Sendo uma exceção a um princípio geral, a doutrina do alter ego é aplicada em circunstâncias limitadas . Normalmente, o alter-ego é aplicado em dois cenários: (1) quando uma empresa-mãe controla e dirige uma empresa subsidiária, e (2) quando uma empresa é usada por acionistas para negócios pessoais, a fim de escapar de sua responsabilidade pessoal por suas ações . A doutrina do alter-ego também é comumente conhecida como a doutrina da "mera instrumentalidade" porque a corporação opera como um instrumento para a vantagem pessoal de sua empresa-mãe, acionistas ou diretores . Embora desenvolvida em conexão com empresas, a teoria do alter-ego também se aplica a sociedades de responsabilidade limitada que compartilham com a corporação as características de serem entidades separadas de seus membros e protegendo os membros e administradores da responsabilidade pessoal por dívidas de empresas.

Na Flórida, o caso marcante da teoria do alter ego é o caso da Suprema Corte Palácio Dania Jai-Alai, Inc. v. Sykes. Nesse caso, a Suprema Corte criou um teste duplo para decidir se a teoria do alter ego se aplica. O tribunal reconheceu que, para afirmar com sucesso a doutrina do alter ego, não é suficiente a falta de separação entre a empresa e o acionista porque “o véu corporativo não pode ser furado sem uma demonstração de conduta imprópria”. Conseqüentemente, o véu da corporação só pode ser rompido se ficar provado que 1) a corporação é um mero instrumento ou alter ego do réu e 2) a corporação foi formada ou usada para um propósito impróprio. Além dos requisitos acima, o requerente deve provar que o uso fraudulento ou impróprio do formulário corporativo causou dano ao requerente .

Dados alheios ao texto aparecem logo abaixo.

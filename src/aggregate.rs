use std::collections::BTreeMap;

use rand::seq::SliceRandom;

use crate::models::{
    AggregatedRating, AnonymityThreshold, Disclosure, HiddenReason, OverallScore, RatingAggregate,
    RatingResponse, ReviewerCategory, TextAggregate, TextResponse,
};

/// Rounds half-up to two decimal places.
pub fn round2(value: f64) -> f64 {
    let scaled = value * 100.0;
    // absorb representation error such as 4.645 -> 464.49999...
    (scaled + scaled.signum() * 1e-9).round() / 100.0
}

fn visibility(count: usize, threshold: AnonymityThreshold) -> Option<HiddenReason> {
    if count == 0 {
        Some(HiddenReason::NoResponses)
    } else if count < threshold.get() {
        Some(HiddenReason::BelowThreshold {
            count,
            required: threshold.get(),
        })
    } else {
        None
    }
}

pub fn aggregate_ratings(
    responses: &[RatingResponse],
    threshold: AnonymityThreshold,
) -> RatingAggregate {
    let values: Vec<i32> = responses.iter().filter_map(|r| r.rating_value).collect();

    if let Some(reason) = visibility(values.len(), threshold) {
        return Disclosure::Hidden(reason);
    }

    let mut distribution = BTreeMap::new();
    for value in &values {
        *distribution.entry(*value).or_insert(0usize) += 1;
    }

    let sum: f64 = values.iter().map(|v| *v as f64).sum();
    Disclosure::Visible(AggregatedRating {
        average: round2(sum / values.len() as f64),
        count: values.len(),
        distribution,
    })
}

/// Visible text comes back in a fresh random order on every call so that
/// position cannot be correlated with submission order.
pub fn aggregate_text_responses(
    responses: &[TextResponse],
    threshold: AnonymityThreshold,
) -> TextAggregate {
    let mut texts: Vec<String> = responses
        .iter()
        .filter_map(|r| r.text_value.as_deref())
        .filter(|text| !text.trim().is_empty())
        .map(str::to_string)
        .collect();

    if let Some(reason) = visibility(texts.len(), threshold) {
        return Disclosure::Hidden(reason);
    }

    texts.shuffle(&mut rand::thread_rng());
    Disclosure::Visible(texts)
}

pub fn group_responses_by_reviewer_type(
    responses: &[RatingResponse],
    threshold: AnonymityThreshold,
) -> BTreeMap<ReviewerCategory, RatingAggregate> {
    ReviewerCategory::ALL
        .into_iter()
        .map(|category| {
            let bucket: Vec<RatingResponse> = responses
                .iter()
                .filter(|r| r.reviewer_category == category)
                .copied()
                .collect();
            let aggregate = aggregate_ratings(&bucket, category.effective_threshold(threshold));
            (category, aggregate)
        })
        .collect()
}

pub fn group_text_responses_by_reviewer_type(
    responses: &[TextResponse],
    threshold: AnonymityThreshold,
) -> BTreeMap<ReviewerCategory, TextAggregate> {
    ReviewerCategory::ALL
        .into_iter()
        .map(|category| {
            let bucket: Vec<TextResponse> = responses
                .iter()
                .filter(|r| r.reviewer_category == category)
                .cloned()
                .collect();
            let aggregate =
                aggregate_text_responses(&bucket, category.effective_threshold(threshold));
            (category, aggregate)
        })
        .collect()
}

/// Mean of the visible category averages. Each category counts once no
/// matter how many respondents fed it.
pub fn calculate_overall_score(
    grouped: &BTreeMap<ReviewerCategory, RatingAggregate>,
) -> Option<OverallScore> {
    let averages: Vec<f64> = grouped
        .values()
        .filter_map(Disclosure::visible)
        .map(|rating| rating.average)
        .collect();

    if averages.is_empty() {
        return None;
    }

    let total: f64 = averages.iter().sum();
    Some(OverallScore {
        score: round2(total / averages.len() as f64),
    })
}

#[cfg(test)]
mod tests {
    use std::collections::BTreeSet;

    use pretty_assertions::assert_eq;

    use super::*;

    fn threshold(value: i64) -> AnonymityThreshold {
        AnonymityThreshold::new(value).unwrap()
    }

    fn ratings(category: ReviewerCategory, values: &[Option<i32>]) -> Vec<RatingResponse> {
        values
            .iter()
            .map(|value| RatingResponse {
                rating_value: *value,
                reviewer_category: category,
            })
            .collect()
    }

    fn texts(category: ReviewerCategory, values: &[&str]) -> Vec<TextResponse> {
        values
            .iter()
            .map(|value| TextResponse {
                text_value: Some(value.to_string()),
                reviewer_category: category,
            })
            .collect()
    }

    #[test]
    fn rounds_half_up() {
        assert_eq!(round2(4.0), 4.0);
        assert_eq!(round2(4.645), 4.65);
        assert_eq!(round2(3.333333), 3.33);
        assert_eq!(round2(2.675), 2.68);
    }

    #[test]
    fn threshold_boundary() {
        let below = ratings(ReviewerCategory::Peer, &[Some(4), Some(5)]);
        assert_eq!(
            aggregate_ratings(&below, threshold(3)),
            Disclosure::Hidden(HiddenReason::BelowThreshold {
                count: 2,
                required: 3
            })
        );

        let met = ratings(ReviewerCategory::Peer, &[Some(4), Some(5), Some(3)]);
        let rating = aggregate_ratings(&met, threshold(3));
        let rating = rating.visible().expect("visible at threshold");
        assert_eq!(rating.average, 4.0);
        assert_eq!(rating.count, 3);
        assert_eq!(
            rating.distribution,
            BTreeMap::from([(3, 1), (4, 1), (5, 1)])
        );
    }

    #[test]
    fn text_threshold_boundary() {
        let below = texts(ReviewerCategory::Peer, &["Direct feedback", "Good mentor"]);
        assert_eq!(
            aggregate_text_responses(&below, threshold(3)),
            Disclosure::Hidden(HiddenReason::BelowThreshold {
                count: 2,
                required: 3
            })
        );

        let met = texts(
            ReviewerCategory::Peer,
            &["Direct feedback", "Good mentor", "Keeps docs current"],
        );
        let shown = aggregate_text_responses(&met, threshold(3));
        let shown: BTreeSet<&str> = shown
            .visible()
            .expect("visible at threshold")
            .iter()
            .map(String::as_str)
            .collect();
        assert_eq!(
            shown,
            BTreeSet::from(["Direct feedback", "Good mentor", "Keeps docs current"])
        );
    }

    #[test]
    fn skipped_ratings_are_excluded() {
        let responses = ratings(ReviewerCategory::Peer, &[Some(4), None, Some(5)]);
        let rating = aggregate_ratings(&responses, threshold(2));
        let rating = rating.visible().expect("two completed ratings");
        assert_eq!(rating.count, 2);
        assert_eq!(rating.average, 4.5);
    }

    #[test]
    fn distribution_only_has_observed_values() {
        let responses = ratings(ReviewerCategory::Peer, &[Some(2), Some(2), Some(5)]);
        let rating = aggregate_ratings(&responses, threshold(1));
        assert_eq!(
            rating.visible().unwrap().distribution,
            BTreeMap::from([(2, 2), (5, 1)])
        );
    }

    #[test]
    fn empty_ratings_are_never_disclosed() {
        assert_eq!(
            aggregate_ratings(&[], threshold(1)),
            Disclosure::Hidden(HiddenReason::NoResponses)
        );
        let all_skipped = ratings(ReviewerCategory::Manager, &[None, None]);
        assert_eq!(
            aggregate_ratings(&all_skipped, threshold(1)),
            Disclosure::Hidden(HiddenReason::NoResponses)
        );
    }

    #[test]
    fn blank_text_is_dropped() {
        let responses = texts(ReviewerCategory::Peer, &["", "  ", "Great job"]);
        assert_eq!(
            aggregate_text_responses(&responses, threshold(1)),
            Disclosure::Visible(vec!["Great job".to_string()])
        );
    }

    #[test]
    fn missing_text_is_dropped() {
        let responses = vec![
            TextResponse {
                text_value: None,
                reviewer_category: ReviewerCategory::Peer,
            },
            TextResponse {
                text_value: Some("\t\n".to_string()),
                reviewer_category: ReviewerCategory::Peer,
            },
        ];
        assert_eq!(
            aggregate_text_responses(&responses, threshold(1)),
            Disclosure::Hidden(HiddenReason::NoResponses)
        );
    }

    #[test]
    fn hidden_text_carries_no_values() {
        let responses = texts(ReviewerCategory::Peer, &["Clear communicator", "Late to standups"]);
        let aggregate = aggregate_text_responses(&responses, threshold(3));
        assert_eq!(
            aggregate,
            Disclosure::Hidden(HiddenReason::BelowThreshold {
                count: 2,
                required: 3
            })
        );
        assert_eq!(aggregate.visible(), None);
    }

    #[test]
    fn text_order_is_shuffled_but_complete() {
        let inputs: Vec<String> = (1..=10).map(|i| format!("comment {i}")).collect();
        let refs: Vec<&str> = inputs.iter().map(String::as_str).collect();
        let responses = texts(ReviewerCategory::Peer, &refs);
        let expected: BTreeSet<String> = inputs.iter().cloned().collect();

        let mut orders = BTreeSet::new();
        for _ in 0..50 {
            let aggregate = aggregate_text_responses(&responses, threshold(3));
            let shown = aggregate.visible().expect("threshold met").clone();
            assert_eq!(shown.len(), inputs.len());
            assert_eq!(shown.iter().cloned().collect::<BTreeSet<_>>(), expected);
            orders.insert(shown);
        }
        assert!(orders.len() > 1, "text order never changed across trials");
    }

    #[test]
    fn self_and_manager_ignore_cycle_threshold() {
        let mut responses = ratings(ReviewerCategory::Self_, &[Some(3)]);
        responses.extend(ratings(ReviewerCategory::Peer, &[Some(3)]));

        let grouped = group_responses_by_reviewer_type(&responses, threshold(5));
        let own = grouped[&ReviewerCategory::Self_].visible().expect("self visible");
        assert_eq!(own.average, 3.0);
        assert_eq!(own.count, 1);
        assert_eq!(
            grouped[&ReviewerCategory::Peer],
            Disclosure::Hidden(HiddenReason::BelowThreshold {
                count: 1,
                required: 5
            })
        );
    }

    #[test]
    fn grouping_always_returns_every_category() {
        let mut responses = ratings(ReviewerCategory::Self_, &[Some(4)]);
        responses.extend(ratings(ReviewerCategory::Peer, &[Some(4), Some(5), Some(2)]));

        let grouped = group_responses_by_reviewer_type(&responses, threshold(3));
        assert_eq!(grouped.len(), ReviewerCategory::ALL.len());
        assert!(grouped[&ReviewerCategory::Self_].is_visible());
        assert!(grouped[&ReviewerCategory::Peer].is_visible());
        for category in [
            ReviewerCategory::Manager,
            ReviewerCategory::DirectReport,
            ReviewerCategory::External,
        ] {
            assert_eq!(
                grouped[&category],
                Disclosure::Hidden(HiddenReason::NoResponses)
            );
        }
    }

    #[test]
    fn text_grouping_applies_category_thresholds() {
        let mut responses = texts(ReviewerCategory::Manager, &["Strong quarter"]);
        responses.extend(texts(ReviewerCategory::DirectReport, &["Supportive", "Available"]));

        let grouped = group_text_responses_by_reviewer_type(&responses, threshold(3));
        assert_eq!(grouped.len(), 5);
        assert_eq!(
            grouped[&ReviewerCategory::Manager],
            Disclosure::Visible(vec!["Strong quarter".to_string()])
        );
        assert!(!grouped[&ReviewerCategory::DirectReport].is_visible());
    }

    #[test]
    fn overall_score_weighs_categories_equally() {
        let mut responses = ratings(ReviewerCategory::Peer, &[Some(5); 10]);
        responses.extend(ratings(ReviewerCategory::Manager, &[Some(1)]));

        let grouped = group_responses_by_reviewer_type(&responses, threshold(3));
        assert_eq!(
            calculate_overall_score(&grouped),
            Some(OverallScore { score: 3.0 })
        );
    }

    #[test]
    fn overall_score_skips_hidden_categories() {
        let mut responses = ratings(ReviewerCategory::Self_, &[Some(4)]);
        responses.extend(ratings(ReviewerCategory::Peer, &[Some(1), Some(1)]));

        let grouped = group_responses_by_reviewer_type(&responses, threshold(3));
        assert_eq!(
            calculate_overall_score(&grouped),
            Some(OverallScore { score: 4.0 })
        );
    }

    #[test]
    fn aggregation_fans_out_across_threads() {
        let questions: Vec<Vec<RatingResponse>> = (1..=4)
            .map(|value| ratings(ReviewerCategory::Peer, &[Some(value); 3]))
            .collect();

        let averages: Vec<f64> = std::thread::scope(|scope| {
            let handles: Vec<_> = questions
                .iter()
                .map(|responses| {
                    scope.spawn(move || {
                        let grouped = group_responses_by_reviewer_type(responses, threshold(3));
                        calculate_overall_score(&grouped).map(|o| o.score)
                    })
                })
                .collect();
            handles
                .into_iter()
                .filter_map(|handle| handle.join().unwrap())
                .collect()
        });

        assert_eq!(averages, vec![1.0, 2.0, 3.0, 4.0]);
    }

    #[test]
    fn overall_score_is_none_without_visible_categories() {
        let responses = ratings(ReviewerCategory::External, &[Some(5), Some(4)]);
        let grouped = group_responses_by_reviewer_type(&responses, threshold(3));
        assert_eq!(calculate_overall_score(&grouped), None);
        assert_eq!(calculate_overall_score(&BTreeMap::new()), None);
    }
}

Os casos que seguem Dania Jai-Alai Palace, Inc., esclarecem melhor os requisitos da doutrina do alter ego na Flórida. Quanto ao primeiro requisito, para determinar se uma corporação é alter ego é necessário analisar a modalidade em que os proprietários a utilizaram. No Hilton Oil Transp. v. Transp. de Petróleo Companhia., o tribunal reconheceu uma lista de 15 fatores que são relevantes para determinar se uma corporação ou uma sociedade de responsabilidade limitada é um mero instrumento. Os padrões mais comuns e recorrentes são: a ausência de formalidades que fazem parte da existência corporativa, como por exemplo a emissão de ações, a eleição de diretores, a manutenção de registros corporativos e assim por diante; uma capitalização inadequada; sobreposição de propriedade, executivos e diretores; espaço de escritório comum, endereço e números de telefone de entidades corporativas; a quantidade de discrição comercial exibida pela corporação supostamente dominada; falha em manter ativos pessoais e corporativos separados; o desvio dos lucros da empresa para o indivíduo para seu uso pessoal; financiamento de controlada pela controladora; transações informais de empréstimos intercorporativos e apresentação de declarações de imposto de renda consolidadas pela controladora e subsidiária . Outro fator frequentemente considerado nos cenários do alter ego, embora não expressamente mencionado em Hilton Oil Transp. v. Transp. de Petróleo, é o fato de a corporação ser composta por um ou dois acionistas.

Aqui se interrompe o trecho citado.